→ **WHAT THE TASK REQUIRES**
For each line of the listing that holds "CallbackParams", show the full line.

→ **PROVIDED DATA**
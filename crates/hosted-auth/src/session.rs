//! Server-side session storage
//!
//! A session maps a server-issued identifier (never a token) to the
//! `IdentityClaims` established at callback time. The store is injected as
//! `Arc<dyn SessionStore>` so other backends can replace the in-memory one.
//!
//! `InMemorySessionStore` shards its map: all operations on one identifier
//! serialize on that identifier's shard lock, while unrelated identifiers
//! usually land on different shards and do not contend.

use std::collections::HashMap;
use std::collections::hash_map::{DefaultHasher, Entry};
use std::future::Future;
use std::hash::{Hash, Hasher};
use std::pin::Pin;
use std::sync::Arc;
use std::time::Duration;

use base64::Engine;
use base64::engine::general_purpose::URL_SAFE_NO_PAD;
use rand::RngExt;
use tokio::sync::RwLock;
use tokio::time::Instant;
use tracing::{debug, info, warn};

use crate::claims::IdentityClaims;
use crate::constants::SESSION_ID_BYTES;
use crate::error::{Error, Result};

const SHARD_COUNT: usize = 16;

/// A live session. Owned by the store; callers receive clones.
#[derive(Debug, Clone)]
pub struct SessionRecord {
    pub session_id: String,
    pub user: IdentityClaims,
    pub created_at: Instant,
}

impl SessionRecord {
    fn is_expired(&self, ttl: Duration) -> bool {
        self.created_at.elapsed() >= ttl
    }
}

/// Storage contract for sessions.
///
/// `get` returning `None` is the normal unauthenticated answer, not an
/// error. `destroy` is idempotent.
///
/// Uses `Pin<Box<dyn Future>>` return types for dyn-compatibility (`Arc<dyn SessionStore>`).
pub trait SessionStore: Send + Sync {
    /// Store a record for `user` under a fresh, unguessable identifier.
    fn create(
        &self,
        user: IdentityClaims,
    ) -> Pin<Box<dyn Future<Output = Result<String>> + Send + '_>>;

    fn get<'a>(
        &'a self,
        session_id: &'a str,
    ) -> Pin<Box<dyn Future<Output = Result<Option<SessionRecord>>> + Send + 'a>>;

    fn destroy<'a>(
        &'a self,
        session_id: &'a str,
    ) -> Pin<Box<dyn Future<Output = Result<()>> + Send + 'a>>;
}

/// Process-local session store with a fixed time-to-live.
pub struct InMemorySessionStore {
    shards: Vec<RwLock<HashMap<String, SessionRecord>>>,
    ttl: Duration,
}

impl InMemorySessionStore {
    pub fn new(ttl: Duration) -> Self {
        let shards = (0..SHARD_COUNT)
            .map(|_| RwLock::new(HashMap::new()))
            .collect();
        info!(ttl_secs = ttl.as_secs(), "session store initialized");
        Self { shards, ttl }
    }

    pub fn ttl(&self) -> Duration {
        self.ttl
    }

    fn shard(&self, session_id: &str) -> &RwLock<HashMap<String, SessionRecord>> {
        let mut hasher = DefaultHasher::new();
        session_id.hash(&mut hasher);
        &self.shards[(hasher.finish() as usize) % self.shards.len()]
    }

    async fn insert_new(&self, user: IdentityClaims) -> Result<String> {
        if user.subject.trim().is_empty() {
            return Err(Error::SessionStore(
                "refusing to create a session without a subject".into(),
            ));
        }

        loop {
            let session_id = generate_session_id();
            let mut shard = self.shard(&session_id).write().await;
            match shard.entry(session_id.clone()) {
                Entry::Occupied(_) => {
                    warn!("session identifier collision, regenerating");
                }
                Entry::Vacant(slot) => {
                    slot.insert(SessionRecord {
                        session_id: session_id.clone(),
                        user,
                        created_at: Instant::now(),
                    });
                    return Ok(session_id);
                }
            }
        }
    }

    async fn lookup(&self, session_id: &str) -> Option<SessionRecord> {
        let lock = self.shard(session_id);
        {
            let shard = lock.read().await;
            match shard.get(session_id) {
                None => return None,
                Some(record) if !record.is_expired(self.ttl) => return Some(record.clone()),
                Some(_) => {}
            }
        }

        // Expired: re-check under the write lock before evicting
        let mut shard = lock.write().await;
        if shard
            .get(session_id)
            .is_some_and(|record| record.is_expired(self.ttl))
        {
            shard.remove(session_id);
            debug!("evicted expired session on read");
        }
        None
    }

    async fn remove(&self, session_id: &str) {
        let mut shard = self.shard(session_id).write().await;
        if shard.remove(session_id).is_some() {
            debug!("session destroyed");
        }
    }

    /// Drop every expired record. Returns how many were removed.
    pub async fn purge_expired(&self) -> usize {
        let mut removed = 0;
        for lock in &self.shards {
            let mut shard = lock.write().await;
            let before = shard.len();
            shard.retain(|_, record| !record.is_expired(self.ttl));
            removed += before - shard.len();
        }
        removed
    }

    /// Number of unexpired sessions.
    pub async fn len(&self) -> usize {
        let mut live = 0;
        for lock in &self.shards {
            let shard = lock.read().await;
            live += shard
                .values()
                .filter(|record| !record.is_expired(self.ttl))
                .count();
        }
        live
    }

    pub async fn is_empty(&self) -> bool {
        self.len().await == 0
    }
}

impl SessionStore for InMemorySessionStore {
    fn create(
        &self,
        user: IdentityClaims,
    ) -> Pin<Box<dyn Future<Output = Result<String>> + Send + '_>> {
        Box::pin(self.insert_new(user))
    }

    fn get<'a>(
        &'a self,
        session_id: &'a str,
    ) -> Pin<Box<dyn Future<Output = Result<Option<SessionRecord>>> + Send + 'a>> {
        Box::pin(async move { Ok(self.lookup(session_id).await) })
    }

    fn destroy<'a>(
        &'a self,
        session_id: &'a str,
    ) -> Pin<Box<dyn Future<Output = Result<()>> + Send + 'a>> {
        Box::pin(async move {
            self.remove(session_id).await;
            Ok(())
        })
    }
}

/// 256 random bits, URL-safe base64 without padding (43 chars).
fn generate_session_id() -> String {
    let mut bytes = [0u8; SESSION_ID_BYTES];
    rand::rng().fill(&mut bytes);
    URL_SAFE_NO_PAD.encode(bytes)
}

/// Spawn a background task that periodically evicts expired sessions.
///
/// Reads already treat expired records as absent; the sweep only bounds
/// memory held by sessions nobody comes back for.
pub fn spawn_sweep_task(
    store: Arc<InMemorySessionStore>,
    interval: Duration,
) -> tokio::task::JoinHandle<()> {
    tokio::spawn(async move {
        let mut ticker = tokio::time::interval(interval);
        // First tick fires immediately and the store is empty at startup
        ticker.tick().await;

        loop {
            ticker.tick().await;
            let removed = store.purge_expired().await;
            if removed > 0 {
                info!(removed, "swept expired sessions");
            }
        }
    })
}

#[cfg(test)]
mod tests {
    use super::*;
    use std::collections::HashSet;

    fn claims(subject: &str) -> IdentityClaims {
        IdentityClaims {
            subject: subject.into(),
            email: format!("{subject}@example.com"),
            name: None,
        }
    }

    fn store() -> InMemorySessionStore {
        InMemorySessionStore::new(Duration::from_secs(3600))
    }

    #[tokio::test]
    async fn create_then_get_returns_same_claims() {
        let store = store();
        let id = store.create(claims("abc123")).await.unwrap();

        let record = store.get(&id).await.unwrap().unwrap();
        assert_eq!(record.session_id, id);
        assert_eq!(record.user, claims("abc123"));
    }

    #[tokio::test]
    async fn unknown_session_is_absent_not_error() {
        let store = store();
        assert!(store.get("no-such-session").await.unwrap().is_none());
    }

    #[tokio::test]
    async fn destroy_is_idempotent() {
        let store = store();
        let id = store.create(claims("u1")).await.unwrap();

        store.destroy(&id).await.unwrap();
        assert!(store.get(&id).await.unwrap().is_none());
        store.destroy(&id).await.unwrap();
        assert!(store.get(&id).await.unwrap().is_none());
        store.destroy("never-existed").await.unwrap();
    }

    #[tokio::test]
    async fn blank_subject_is_rejected() {
        let store = store();
        let err = store.create(claims(" ")).await.unwrap_err();
        assert!(matches!(err, Error::SessionStore(_)));
        assert!(store.is_empty().await);
    }

    #[tokio::test]
    async fn session_ids_are_url_safe_and_distinct() {
        let store = store();
        let a = store.create(claims("u1")).await.unwrap();
        let b = store.create(claims("u1")).await.unwrap();

        assert_ne!(a, b);
        assert_eq!(a.len(), 43);
        assert!(
            a.chars()
                .all(|c| c.is_ascii_alphanumeric() || c == '-' || c == '_'),
            "session id must be URL-safe: {a}"
        );
    }

    #[tokio::test(start_paused = true)]
    async fn expired_session_reads_as_absent() {
        let store = InMemorySessionStore::new(Duration::from_secs(60));
        let id = store.create(claims("u1")).await.unwrap();

        tokio::time::advance(Duration::from_secs(59)).await;
        assert!(store.get(&id).await.unwrap().is_some());

        tokio::time::advance(Duration::from_secs(2)).await;
        assert!(store.get(&id).await.unwrap().is_none());
        assert_eq!(store.purge_expired().await, 0, "read already evicted it");
    }

    #[tokio::test(start_paused = true)]
    async fn purge_removes_only_expired() {
        let store = InMemorySessionStore::new(Duration::from_secs(60));
        store.create(claims("old-1")).await.unwrap();
        store.create(claims("old-2")).await.unwrap();

        tokio::time::advance(Duration::from_secs(30)).await;
        let fresh = store.create(claims("fresh")).await.unwrap();

        tokio::time::advance(Duration::from_secs(31)).await;
        assert_eq!(store.len().await, 1);
        assert_eq!(store.purge_expired().await, 2);
        assert_eq!(store.get(&fresh).await.unwrap().unwrap().user.subject, "fresh");
    }

    #[tokio::test(start_paused = true)]
    async fn sweep_task_evicts_in_background() {
        let store = Arc::new(InMemorySessionStore::new(Duration::from_secs(10)));
        store.create(claims("u1")).await.unwrap();
        let handle = spawn_sweep_task(store.clone(), Duration::from_secs(5));

        tokio::time::sleep(Duration::from_secs(16)).await;

        let remaining: usize = {
            let mut total = 0;
            for lock in &store.shards {
                total += lock.read().await.len();
            }
            total
        };
        assert_eq!(remaining, 0);
        handle.abort();
    }

    #[tokio::test]
    async fn concurrent_creates_never_collide() {
        let store = Arc::new(store());
        let mut handles = vec![];
        for i in 0..64 {
            let store = store.clone();
            handles.push(tokio::spawn(async move {
                store.create(claims(&format!("user-{i}"))).await.unwrap()
            }));
        }

        let mut ids = HashSet::new();
        for h in handles {
            ids.insert(h.await.unwrap());
        }
        assert_eq!(ids.len(), 64);
        assert_eq!(store.len().await, 64);
    }

    #[tokio::test]
    async fn concurrent_reads_observe_identical_records() {
        let store = Arc::new(store());
        let id = store.create(claims("shared")).await.unwrap();

        let mut handles = vec![];
        for _ in 0..16 {
            let store = store.clone();
            let id = id.clone();
            handles.push(tokio::spawn(async move {
                store.get(&id).await.unwrap().unwrap().user
            }));
        }
        for h in handles {
            assert_eq!(h.await.unwrap(), claims("shared"));
        }
    }

    #[tokio::test]
    async fn usable_as_trait_object() {
        let store: Arc<dyn SessionStore> = Arc::new(store());
        let id = store.create(claims("dyn")).await.unwrap();
        assert_eq!(store.get(&id).await.unwrap().unwrap().user.subject, "dyn");
    }
}
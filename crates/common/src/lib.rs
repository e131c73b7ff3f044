//! Common types shared by the hosted-auth crates

mod error;
mod secret;

pub use error::{Error, Result};
pub use secret::Secret;
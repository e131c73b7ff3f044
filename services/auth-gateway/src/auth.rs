//! Authentication routes
//!
//! Endpoints:
//! - GET  /auth/login    : redirect the browser to the Hosted UI
//! - POST /auth/callback : exchange `code` (query or JSON body), set session cookie
//! - GET  /auth/callback : same, for providers that redirect with `?code=`
//! - GET  /auth/me       : claims for the session cookie, 401 without one
//! - POST /auth/signout  : destroy the session and clear the cookie

use std::sync::Arc;
use std::time::Instant;

use axum::Router;
use axum::body::Bytes;
use axum::extract::rejection::QueryRejection;
use axum::extract::{Query, State};
use axum::http::header::{CACHE_CONTROL, CONTENT_TYPE, SET_COOKIE};
use axum::http::{HeaderMap, StatusCode};
use axum::response::{IntoResponse, Redirect, Response};
use axum::routing::{get, post};
use hosted_auth::{Authenticator, CallbackOutcome};
use serde::Deserialize;
use tracing::{error, instrument, warn};

use crate::cookie::CookieSettings;
use crate::error::ApiError;
use crate::metrics;

/// Shared state for the auth handlers.
#[derive(Clone)]
pub struct AuthState {
    authenticator: Arc<Authenticator>,
    cookies: Arc<CookieSettings>,
    login_url: Arc<str>,
    logout_url: Option<Arc<str>>,
}

impl AuthState {
    pub fn new(
        authenticator: Arc<Authenticator>,
        cookies: CookieSettings,
        login_url: String,
        logout_url: Option<String>,
    ) -> Self {
        Self {
            authenticator,
            cookies: Arc::new(cookies),
            login_url: login_url.into(),
            logout_url: logout_url.map(Into::into),
        }
    }
}

/// Build the auth router. State is applied here, so it merges into any app router.
pub fn build_auth_router(state: AuthState) -> Router {
    Router::new()
        .route("/auth/login", get(login))
        .route("/auth/callback", post(callback).get(callback))
        .route("/auth/me", get(me))
        .route("/auth/signout", post(sign_out))
        .with_state(state)
}

/// `code` may arrive as a query parameter or in a JSON body.
#[derive(Debug, Default, Deserialize)]
struct CallbackParams {
    code: Option<String>,
}

/// GET /auth/login: 303 to the Hosted UI authorize endpoint.
async fn login(State(state): State<AuthState>) -> Redirect {
    Redirect::to(&state.login_url)
}

/// POST|GET /auth/callback: run the callback state machine once.
///
/// An unparseable query (e.g. a repeated `code`) counts as no code, so the
/// response still goes through the JSON error path and the metrics.
async fn callback(
    State(state): State<AuthState>,
    query: Result<Query<CallbackParams>, QueryRejection>,
    body: Bytes,
) -> Response {
    let query_code = match query {
        Ok(Query(params)) => params.code,
        Err(rejection) => {
            warn!(error = %rejection, "unparseable callback query");
            None
        }
    };

    let code = query_code
        .filter(|c| !c.trim().is_empty())
        .or_else(|| {
            if body.is_empty() {
                return None;
            }
            serde_json::from_slice::<CallbackParams>(&body)
                .ok()
                .and_then(|params| params.code)
        });

    let request_id = format!("req_{}", uuid::Uuid::new_v4().as_simple());
    complete_callback(&state, code, request_id).await
}

#[instrument(skip_all, fields(request_id = %request_id))]
async fn complete_callback(state: &AuthState, code: Option<String>, request_id: String) -> Response {
    let started = Instant::now();
    let outcome = state.authenticator.callback(code.as_deref()).await;
    metrics::record_callback(outcome.label(), started.elapsed().as_secs_f64());

    match outcome {
        CallbackOutcome::Established { session_id, user } => (
            StatusCode::OK,
            [
                (SET_COOKIE, state.cookies.session_cookie(&session_id)),
                (CACHE_CONTROL, "no-store".to_string()),
            ],
            axum::Json(user),
        )
            .into_response(),
        CallbackOutcome::MissingCode(e) => ApiError::from(&e).into_response(),
        CallbackOutcome::ExchangeFailed(e)
        | CallbackOutcome::ClaimsInvalid(e)
        | CallbackOutcome::SessionFailed(e) => {
            error!(error = %e, kind = e.kind(), "authentication attempt failed");
            ApiError::from(&e).into_response()
        }
    }
}

/// GET /auth/me: resolve the session cookie to claims.
async fn me(State(state): State<AuthState>, headers: HeaderMap) -> Response {
    let session_id = state.cookies.session_id(&headers);

    match state.authenticator.resolve(session_id.as_deref()).await {
        Ok(Some(user)) => (
            StatusCode::OK,
            [(CACHE_CONTROL, "no-store")],
            axum::Json(user),
        )
            .into_response(),
        Ok(None) => ApiError::NOT_AUTHENTICATED.into_response(),
        Err(e) => {
            error!(error = %e, "session lookup failed");
            ApiError::from(&e).into_response()
        }
    }
}

/// POST /auth/signout: destroy the session; the cookie is cleared either way.
async fn sign_out(State(state): State<AuthState>, headers: HeaderMap) -> Response {
    let session_id = state.cookies.session_id(&headers);
    let clear = [(SET_COOKIE, state.cookies.clearing_cookie())];

    match state.authenticator.sign_out(session_id.as_deref()).await {
        Ok(()) => {
            metrics::record_signout("ok");
            let body = serde_json::json!({
                "status": "signed_out",
                "logout_url": state.logout_url.as_deref(),
            });
            (
                StatusCode::OK,
                clear,
                [(CONTENT_TYPE, "application/json")],
                body.to_string(),
            )
                .into_response()
        }
        Err(e) => {
            metrics::record_signout("error");
            error!(error = %e, "session destroy failed");
            (clear, ApiError::from(&e)).into_response()
        }
    }
}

→ **OUTPUT OF THE TASK**
struct CallbackParams {
    query: Result<Query<CallbackParams>, QueryRejection>,
            serde_json::from_slice::<CallbackParams>(&body)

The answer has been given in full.